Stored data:

——————————

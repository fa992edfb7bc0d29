//! Route pattern compilation and matching.
//!
//! # Responsibilities
//! - Compile `/users/<id>/` style patterns into anchored regexes
//! - Extract named captures as route params
//! - Compute the remainder path handed to a mounted router
//!
//! # Design Decisions
//! - Literal text is escaped and matched case-insensitively
//! - Trailing slash is optional on both pattern and path
//! - Full patterns anchor at end of input; prefix patterns stop at a
//!   segment boundary (`/` or end of input)
//! - Compiled once at build time, never at request time

use std::fmt;

use regex::Regex;
use serde_json::Value;

use crate::dispatch::Map;
use crate::error::ConfigurationError;

/// Characters a placeholder captures.
const CAPTURE_CLASS: &str = "[A-Za-z0-9_-]+";

/// A compiled route pattern.
#[derive(Debug, Clone)]
pub struct PathPattern {
    source: String,
    regex: Regex,
    prefix: bool,
}

/// Outcome of a successful match.
#[derive(Debug, Clone, PartialEq)]
pub struct PathMatch {
    /// Named captures.
    pub params: Map,
    /// For prefix patterns, the path with the matched prefix replaced by `/`.
    pub remainder: Option<String>,
}

/// Normalize a base path to start and end with exactly one `/`.
pub fn normalize_base_path(base: &str) -> String {
    let trimmed = base.trim().trim_end_matches('/');
    if trimmed.is_empty() {
        "/".to_string()
    } else if trimmed.starts_with('/') {
        format!("{trimmed}/")
    } else {
        format!("/{trimmed}/")
    }
}

impl PathPattern {
    /// Compile `pattern`. With `prefix` set the pattern only has to match the
    /// start of a path (mount points).
    pub fn compile(pattern: &str, prefix: bool) -> Result<Self, ConfigurationError> {
        let source = pattern.trim();
        let mut expr = String::with_capacity(source.len() * 2 + 16);
        expr.push_str("(?i)^");

        let mut rest = source.trim_end_matches('/');
        while let Some(start) = rest.find('<') {
            let (literal, tail) = rest.split_at(start);
            expr.push_str(&regex::escape(literal));

            match placeholder(tail) {
                Some((name, len)) => {
                    expr.push_str(&format!("(?P<{name}>{CAPTURE_CLASS})"));
                    rest = &tail[len..];
                }
                None => {
                    expr.push('<');
                    rest = &tail[1..];
                }
            }
        }
        expr.push_str(&regex::escape(rest));
        expr.push_str(if prefix { "(?:/|$)" } else { "/?$" });

        let regex = Regex::new(&expr).map_err(|source| ConfigurationError::InvalidPattern {
            pattern: pattern.to_string(),
            source,
        })?;

        Ok(Self {
            source: source.to_string(),
            regex,
            prefix,
        })
    }

    pub fn as_str(&self) -> &str {
        &self.source
    }

    pub fn is_prefix(&self) -> bool {
        self.prefix
    }

    /// Match `path`, returning the captures (and remainder for prefixes).
    pub fn matches(&self, path: &str) -> Option<PathMatch> {
        let captures = self.regex.captures(path)?;

        let mut params = Map::new();
        for name in self.regex.capture_names().flatten() {
            if let Some(value) = captures.name(name) {
                params.insert(name.to_string(), Value::String(value.as_str().to_string()));
            }
        }

        let remainder = if self.prefix {
            let end = captures.get(0).map_or(0, |whole| whole.end());
            Some(format!("/{}", &path[end..]))
        } else {
            None
        };

        Some(PathMatch { params, remainder })
    }
}

impl fmt::Display for PathPattern {
    fn fmt(&self, f: &mut fmt::Formatter<'_>) -> fmt::Result {
        f.write_str(&self.source)
    }
}

/// Parse `<name>` at the start of `tail`; returns the name and consumed length.
fn placeholder(tail: &str) -> Option<(&str, usize)> {
    let end = tail.find('>')?;
    let name = &tail[1..end];
    let mut chars = name.chars();
    let valid = matches!(chars.next(), Some(c) if c.is_ascii_alphabetic() || c == '_')
        && chars.all(|c| c.is_ascii_alphanumeric() || c == '_');
    valid.then_some((name, end + 1))
}
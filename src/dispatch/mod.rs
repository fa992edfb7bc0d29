//! Parameter-injecting dispatch.
//!
//! # Data Flow
//! ```text
//! Router (route matched, filters pending)
//!     → context.rs (Scope: sources + params + store + renderer)
//!     → FilterResults accumulate while the chain runs
//!     → RequestContext built per invocation (sanitized filter table)
//!     → handler.rs (Handler::call, or Bound resolves its manifest into Args)
//!     → reply.rs (Reply handed back to the transport)
//! ```
//!
//! # Design Decisions
//! - No runtime reflection: handlers read the typed context, or declare a
//!   parameter manifest that is validated when the handler is built
//! - Reserved parameter names map to built-in accessors and helpers
//! - Errors from handlers propagate untouched to the caller

pub mod context;
pub mod handler;
pub mod helpers;
pub mod reply;

pub use context::{Accessor, FilterResults, Map, RequestContext, RequestSources, Scope};
pub use handler::{bind, from_fn, Arg, Args, Binding, Bound, FnHandler, Handler};
pub use helpers::{JsonResponder, Redirector, RenderHelper, Renderer};
pub use reply::Reply;
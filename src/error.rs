//! Error taxonomy.
//!
//! # Design Decisions
//! - `ConfigurationError` is fatal and only produced while building a router
//! - A filter returning a falsy value is not an error; it never shows up here
//! - Errors raised by handlers and predicates are carried, not swallowed

use thiserror::Error;

/// Error type returned by handlers and filter predicates.
pub type BoxError = Box<dyn std::error::Error + Send + Sync>;

/// Problems detected while building the routing tree.
#[derive(Debug, Error)]
pub enum ConfigurationError {
    /// A filter name was registered twice on the same router.
    #[error("filter already defined [{0}]")]
    DuplicateFilter(String),

    /// Filter names are whitespace-free tokens.
    #[error("invalid filter name [{0}]")]
    InvalidFilterName(String),

    /// An expression or dependency list references an unregistered filter.
    #[error("unknown filter [{name}] in expression \"{expression}\"")]
    UnknownFilter { name: String, expression: String },

    /// Filter dependencies loop back onto themselves.
    #[error("filter dependency cycle: {}", .0.join(" -> "))]
    FilterCycle(Vec<String>),

    /// A handler's parameter manifest cannot be bound.
    #[error("cannot bind parameter [{parameter}]: {reason}")]
    UninvocableTarget { parameter: String, reason: &'static str },

    /// The route pattern does not compile.
    #[error("invalid route pattern [{pattern}]: {source}")]
    InvalidPattern {
        pattern: String,
        #[source]
        source: regex::Error,
    },
}

/// Failures raised while serving a request.
#[derive(Debug, Error)]
pub enum DispatchError {
    /// The matched route's handler returned an error.
    #[error("handler for route [{route}] failed: {source}")]
    Handler {
        route: String,
        #[source]
        source: BoxError,
    },

    /// A filter predicate returned an error (as opposed to a falsy value).
    #[error("filter [{filter}] failed: {source}")]
    Filter {
        filter: String,
        #[source]
        source: BoxError,
    },
}

/// Errors from the render helper.
#[derive(Debug, Error)]
pub enum RenderError {
    #[error("no renderer configured")]
    NoRenderer,

    #[error("template [{template}] failed: {source}")]
    Template {
        template: String,
        #[source]
        source: BoxError,
    },
}
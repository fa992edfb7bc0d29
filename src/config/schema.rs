//! Configuration schema definitions.
//!
//! All types derive Serde traits for deserialization from config files.
//! Every field has a default, so an empty file is a valid configuration.

use serde::{Deserialize, Serialize};

use crate::dispatch::Map;

/// Root configuration for the waypoint server.
#[derive(Debug, Clone, Deserialize, Serialize, Default)]
#[serde(default)]
pub struct AppConfig {
    /// Listener configuration (bind address, body limit).
    pub listener: ListenerConfig,

    /// Root router settings.
    pub routing: RoutingConfig,

    /// Timeout configuration.
    pub timeouts: TimeoutConfig,

    /// Observability settings.
    pub observability: ObservabilityConfig,

    /// Seeds the root router's shared store.
    pub store: Map,
}

/// Listener configuration.
#[derive(Debug, Clone, Deserialize, Serialize)]
#[serde(default)]
pub struct ListenerConfig {
    /// Bind address (e.g., "0.0.0.0:8080").
    pub bind_address: String,

    /// Maximum accepted request body, in bytes.
    pub max_body_bytes: usize,
}

impl Default for ListenerConfig {
    fn default() -> Self {
        Self {
            bind_address: "0.0.0.0:8080".to_string(),
            max_body_bytes: 1024 * 1024,
        }
    }
}

#[derive(Debug, Clone, Deserialize, Serialize)]
#[serde(default)]
pub struct RoutingConfig {
    /// Path every route of the root router is relative to.
    pub base_path: String,
}

impl Default for RoutingConfig {
    fn default() -> Self {
        Self {
            base_path: "/".to_string(),
        }
    }
}

/// Timeout configuration.
#[derive(Debug, Clone, Deserialize, Serialize)]
#[serde(default)]
pub struct TimeoutConfig {
    /// Request timeout (total time for request/response) in seconds.
    pub request_secs: u64,
}

impl Default for TimeoutConfig {
    fn default() -> Self {
        Self { request_secs: 30 }
    }
}

/// Observability configuration.
#[derive(Debug, Clone, Deserialize, Serialize)]
#[serde(default)]
pub struct ObservabilityConfig {
    /// Log level (trace, debug, info, warn, error).
    pub log_level: String,

    /// Enable metrics endpoint.
    pub metrics_enabled: bool,

    /// Metrics endpoint bind address.
    pub metrics_address: String,
}

impl Default for ObservabilityConfig {
    fn default() -> Self {
        Self {
            log_level: "info".to_string(),
            metrics_enabled: false,
            metrics_address: "0.0.0.0:9090".to_string(),
        }
    }
}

——————————

Copy out, exactly and alone, the lines of the entries above between the ones holding "#[derive(Debug, Clone, Deserialize, Serialize, Default)]" and "pub struct TimeoutConfig", inclusive.

#[derive(Debug, Clone, Deserialize, Serialize, Default)]
#[serde(default)]
pub struct AppConfig {
    /// Listener configuration (bind address, body limit).
    pub listener: ListenerConfig,

    /// Root router settings.
    pub routing: RoutingConfig,

    /// Timeout configuration.
    pub timeouts: TimeoutConfig,

    /// Observability settings.
    pub observability: ObservabilityConfig,

    /// Seeds the root router's shared store.
    pub store: Map,
}

/// Listener configuration.
#[derive(Debug, Clone, Deserialize, Serialize)]
#[serde(default)]
pub struct ListenerConfig {
    /// Bind address (e.g., "0.0.0.0:8080").
    pub bind_address: String,

    /// Maximum accepted request body, in bytes.
    pub max_body_bytes: usize,
}

impl Default for ListenerConfig {
    fn default() -> Self {
        Self {
            bind_address: "0.0.0.0:8080".to_string(),
            max_body_bytes: 1024 * 1024,
        }
    }
}

#[derive(Debug, Clone, Deserialize, Serialize)]
#[serde(default)]
pub struct RoutingConfig {
    /// Path every route of the root router is relative to.
    pub base_path: String,
}

impl Default for RoutingConfig {
    fn default() -> Self {
        Self {
            base_path: "/".to_string(),
        }
    }
}

/// Timeout configuration.
#[derive(Debug, Clone, Deserialize, Serialize)]
#[serde(default)]
pub struct TimeoutConfig {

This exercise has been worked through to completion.